§ **What the exercise asks**: Reproduce the records below exactly as they are written.

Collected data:
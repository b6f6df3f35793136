//! Positional record of the secret word
//!
//! A Pallet stores one `Letter` per code point of the secret word and tracks
//! which positions the player has already placed correctly.

use super::PalletError;
use rustc_hash::FxHashMap;

/// A single tile of the secret word
#[derive(Debug, Clone, Copy, PartialEq, Eq)]
pub struct Letter {
    value: char,
    position: usize,
    revealed: bool,
}

impl Letter {
    #[inline]
    #[must_use]
    pub const fn value(&self) -> char {
        self.value
    }

    #[inline]
    #[must_use]
    pub const fn position(&self) -> usize {
        self.position
    }

    /// Whether a guess has placed this letter at its exact position
    #[inline]
    #[must_use]
    pub const fn is_revealed(&self) -> bool {
        self.revealed
    }
}

/// Result of looking a code point up in the Pallet
#[derive(Debug, Clone, Copy, PartialEq, Eq)]
pub struct Matches<'a> {
    positions: &'a [usize],
}

impl<'a> Matches<'a> {
    /// Whether the code point occurs anywhere in the secret word
    #[inline]
    #[must_use]
    pub const fn is_found(&self) -> bool {
        !self.positions.is_empty()
    }

    /// Every position holding the code point, strictly ascending
    #[inline]
    #[must_use]
    pub const fn positions(&self) -> &'a [usize] {
        self.positions
    }

    /// Number of occurrences in the secret word
    #[inline]
    #[must_use]
    pub const fn count(&self) -> usize {
        self.positions.len()
    }

    #[inline]
    #[must_use]
    pub fn contains(&self, position: usize) -> bool {
        // Sorted by construction
        self.positions.binary_search(&position).is_ok()
    }
}

/// The secret word split into positioned letters
#[derive(Debug, Clone, PartialEq, Eq)]
pub struct Pallet {
    letters: Vec<Letter>,
    char_positions: FxHashMap<char, Vec<usize>>,
}

impl Pallet {
    /// Build a Pallet from the secret word, all letters unrevealed
    ///
    /// # Errors
    /// Returns `PalletError::InvalidWord` if `word` is empty.
    ///
    /// # Examples
    /// ```
    /// use wordie::core::Pallet;
    ///
    /// let pallet = Pallet::new("speed").unwrap();
    /// assert_eq!(pallet.len(), 5);
    /// assert_eq!(pallet.search('e').positions(), &[2, 3]);
    /// assert!(Pallet::new("").is_err());
    /// ```
    pub fn new(word: &str) -> Result<Self, PalletError> {
        if word.is_empty() {
            return Err(PalletError::InvalidWord);
        }

        let letters: Vec<Letter> = word
            .chars()
            .enumerate()
            .map(|(position, value)| Letter {
                value,
                position,
                revealed: false,
            })
            .collect();

        let mut char_positions: FxHashMap<char, Vec<usize>> = FxHashMap::default();
        for letter in &letters {
            char_positions
                .entry(letter.value)
                .or_default()
                .push(letter.position);
        }

        Ok(Self {
            letters,
            char_positions,
        })
    }

    /// Number of tiles, which is also the required guess length
    #[inline]
    #[must_use]
    pub fn len(&self) -> usize {
        self.letters.len()
    }

    /// Always false for a constructed Pallet
    #[inline]
    #[must_use]
    pub fn is_empty(&self) -> bool {
        self.letters.is_empty()
    }

    #[inline]
    #[must_use]
    pub fn letters(&self) -> &[Letter] {
        &self.letters
    }

    /// Find every position holding `value`
    #[must_use]
    pub fn search(&self, value: char) -> Matches<'_> {
        let positions = self
            .char_positions
            .get(&value)
            .map_or(&[][..], Vec::as_slice);
        Matches { positions }
    }

    /// Mark the letter at `position` as placed. Out-of-range positions are ignored.
    pub fn reveal(&mut self, position: usize) {
        if let Some(letter) = self.letters.get_mut(position) {
            letter.revealed = true;
        }
    }

    #[must_use]
    pub fn is_solved(&self) -> bool {
        self.letters.iter().all(Letter::is_revealed)
    }

    /// Board view: revealed letters as `Some`, the rest blank
    #[must_use]
    pub fn render(&self) -> Vec<Option<char>> {
        self.letters
            .iter()
            .map(|letter| letter.revealed.then_some(letter.value))
            .collect()
    }
}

§ **Written response**:
repository b6f6df3f35793136
//! Positional record of the secret word
//!
//! A Pallet stores one `Letter` per code point of the secret word and tracks
//! which positions the player has already placed correctly.

use super::PalletError;
use rustc_hash::FxHashMap;

/// A single tile of the secret word
#[derive(Debug, Clone, Copy, PartialEq, Eq)]
pub struct Letter {
    value: char,
    position: usize,
    revealed: bool,
}

impl Letter {
    #[inline]
    #[must_use]
    pub const fn value(&self) -> char {
        self.value
    }

    #[inline]
    #[must_use]
    pub const fn position(&self) -> usize {
        self.position
    }

    /// Whether a guess has placed this letter at its exact position
    #[inline]
    #[must_use]
    pub const fn is_revealed(&self) -> bool {
        self.revealed
    }
}

/// Result of looking a code point up in the Pallet
#[derive(Debug, Clone, Copy, PartialEq, Eq)]
pub struct Matches<'a> {
    positions: &'a [usize],
}

impl<'a> Matches<'a> {
    /// Whether the code point occurs anywhere in the secret word
    #[inline]
    #[must_use]
    pub const fn is_found(&self) -> bool {
        !self.positions.is_empty()
    }

    /// Every position holding the code point, strictly ascending
    #[inline]
    #[must_use]
    pub const fn positions(&self) -> &'a [usize] {
        self.positions
    }

    /// Number of occurrences in the secret word
    #[inline]
    #[must_use]
    pub const fn count(&self) -> usize {
        self.positions.len()
    }

    #[inline]
    #[must_use]
    pub fn contains(&self, position: usize) -> bool {
        // Sorted by construction
        self.positions.binary_search(&position).is_ok()
    }
}

/// The secret word split into positioned letters
#[derive(Debug, Clone, PartialEq, Eq)]
pub struct Pallet {
    letters: Vec<Letter>,
    char_positions: FxHashMap<char, Vec<usize>>,
}

impl Pallet {
    /// Build a Pallet from the secret word, all letters unrevealed
    ///
    /// # Errors
    /// Returns `PalletError::InvalidWord` if `word` is empty.
    ///
    /// # Examples
    /// ```
    /// use wordie::core::Pallet;
    ///
    /// let pallet = Pallet::new("speed").unwrap();
    /// assert_eq!(pallet.len(), 5);
    /// assert_eq!(pallet.search('e').positions(), &[2, 3]);
    /// assert!(Pallet::new("").is_err());
    /// ```
    pub fn new(word: &str) -> Result<Self, PalletError> {
        if word.is_empty() {
            return Err(PalletError::InvalidWord);
        }

        let letters: Vec<Letter> = word
            .chars()
            .enumerate()
            .map(|(position, value)| Letter {
                value,
                position,
                revealed: false,
            })
            .collect();

        let mut char_positions: FxHashMap<char, Vec<usize>> = FxHashMap::default();
        for letter in &letters {
            char_positions
                .entry(letter.value)
                .or_default()
                .push(letter.position);
        }

        Ok(Self {
            letters,
            char_positions,
        })
    }

    /// Number of tiles, which is also the required guess length
    #[inline]
    #[must_use]
    pub fn len(&self) -> usize {
        self.letters.len()
    }

    /// Always false for a constructed Pallet
    #[inline]
    #[must_use]
    pub fn is_empty(&self) -> bool {
        self.letters.is_empty()
    }

    #[inline]
    #[must_use]
    pub fn letters(&self) -> &[Letter] {
        &self.letters
    }

    /// Find every position holding `value`
    #[must_use]
    pub fn search(&self, value: char) -> Matches<'_> {
        let positions = self
            .char_positions
            .get(&value)
            .map_or(&[][..], Vec::as_slice);
        Matches { positions }
    }

    /// Mark the letter at `position` as placed. Out-of-range positions are ignored.
    pub fn reveal(&mut self, position: usize) {
        if let Some(letter) = self.letters.get_mut(position) {
            letter.revealed = true;
        }
    }

    #[must_use]
    pub fn is_solved(&self) -> bool {
        self.letters.iter().all(Letter::is_revealed)
    }

    /// Board view: revealed letters as `Some`, the rest blank
    #[must_use]
    pub fn render(&self) -> Vec<Option<char>> {
        self.letters
            .iter()
            .map(|letter| letter.revealed.then_some(letter.value))
            .collect()
    }
}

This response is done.